**PROMPT**.
Repeat, line for line, the entries below from the first line to the line containing "pub fn rejected_writes(&self)", counting both ends.

- - -

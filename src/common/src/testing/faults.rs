//! Store wrapper that fails selected writes.

use async_trait::async_trait;
use serde_json::{Map, Value};
use std::collections::HashSet;
use std::sync::Arc;
use std::sync::atomic::{AtomicUsize, Ordering};

use crate::model::CollectionName;
use crate::store::{Document, DocumentStore, StoreError};

/// Delegates to an inner store but rejects writes against chosen collections.
///
/// Reads always succeed, so detection logic runs normally and only the
/// mutation path sees errors.
pub struct FaultyStore {
    inner: Arc<dyn DocumentStore>,
    failing: HashSet<CollectionName>,
    fail_ids: HashSet<String>,
    rejected_writes: AtomicUsize,
}

impl FaultyStore {
    pub fn new(inner: Arc<dyn DocumentStore>) -> Self {
        Self {
            inner,
            failing: HashSet::new(),
            fail_ids: HashSet::new(),
            rejected_writes: AtomicUsize::new(0),
        }
    }

    /// Reject every write against `collection`.
    pub fn fail_writes_to(mut self, collection: CollectionName) -> Self {
        self.failing.insert(collection);
        self
    }

    /// Reject single-document updates of `id`, in any collection.
    pub fn fail_updates_of(mut self, id: &str) -> Self {
        self.fail_ids.insert(id.to_string());
        self
    }

    pub fn rejected_writes(&self) -> usize {
        self.rejected_writes.load(Ordering::Relaxed)
    }

    fn reject(&self, collection: CollectionName) -> StoreError {
        self.rejected_writes.fetch_add(1, Ordering::Relaxed);
        StoreError::Connection(format!("injected write failure on {collection}"))
    }
}

#[async_trait]
impl DocumentStore for FaultyStore {
    fn backend(&self) -> &'static str {
        "faulty"
    }

    async fn ping(&self) -> Result<(), StoreError> {
        self.inner.ping().await
    }

    async fn scan(
        &self,
        collection: CollectionName,
        projection: &[&str],
    ) -> Result<Vec<Document>, StoreError> {
        self.inner.scan(collection, projection).await
    }

    async fn ids(&self, collection: CollectionName) -> Result<HashSet<String>, StoreError> {
        self.inner.ids(collection).await
    }

    async fn count(&self, collection: CollectionName) -> Result<u64, StoreError> {
        self.inner.count(collection).await
    }

    async fn delete_many(
        &self,
        collection: CollectionName,
        ids: &[String],
    ) -> Result<u64, StoreError> {
        if self.failing.contains(&collection) {
            return Err(self.reject(collection));
        }
        self.inner.delete_many(collection, ids).await
    }

    async fn update_many(
        &self,
        collection: CollectionName,
        ids: &[String],
        set: &Map<String, Value>,
    ) -> Result<u64, StoreError> {
        if self.failing.contains(&collection) {
            return Err(self.reject(collection));
        }
        self.inner.update_many(collection, ids, set).await
    }

    async fn update_one(
        &self,
        collection: CollectionName,
        id: &str,
        expected: &Map<String, Value>,
        set: &Map<String, Value>,
    ) -> Result<bool, StoreError> {
        if self.failing.contains(&collection) || self.fail_ids.contains(id) {
            return Err(self.reject(collection));
        }
        self.inner.update_one(collection, id, expected, set).await
    }

    async fn insert(
        &self,
        collection: CollectionName,
        document: Document,
    ) -> Result<(), StoreError> {
        self.inner.insert(collection, document).await
    }
}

- - -

**RESPONSE BELOW**.
filename src/common/src/testing/faults.rs
//! Store wrapper that fails selected writes.

use async_trait::async_trait;
use serde_json::{Map, Value};
use std::collections::HashSet;
use std::sync::Arc;
use std::sync::atomic::{AtomicUsize, Ordering};

use crate::model::CollectionName;
use crate::store::{Document, DocumentStore, StoreError};

/// Delegates to an inner store but rejects writes against chosen collections.
///
/// Reads always succeed, so detection logic runs normally and only the
/// mutation path sees errors.
pub struct FaultyStore {
    inner: Arc<dyn DocumentStore>,
    failing: HashSet<CollectionName>,
    fail_ids: HashSet<String>,
    rejected_writes: AtomicUsize,
}

impl FaultyStore {
    pub fn new(inner: Arc<dyn DocumentStore>) -> Self {
        Self {
            inner,
            failing: HashSet::new(),
            fail_ids: HashSet::new(),
            rejected_writes: AtomicUsize::new(0),
        }
    }

    /// Reject every write against `collection`.
    pub fn fail_writes_to(mut self, collection: CollectionName) -> Self {
        self.failing.insert(collection);
        self
    }

    /// Reject single-document updates of `id`, in any collection.
    pub fn fail_updates_of(mut self, id: &str) -> Self {
        self.fail_ids.insert(id.to_string());
        self
    }

    pub fn rejected_writes(&self) -> usize {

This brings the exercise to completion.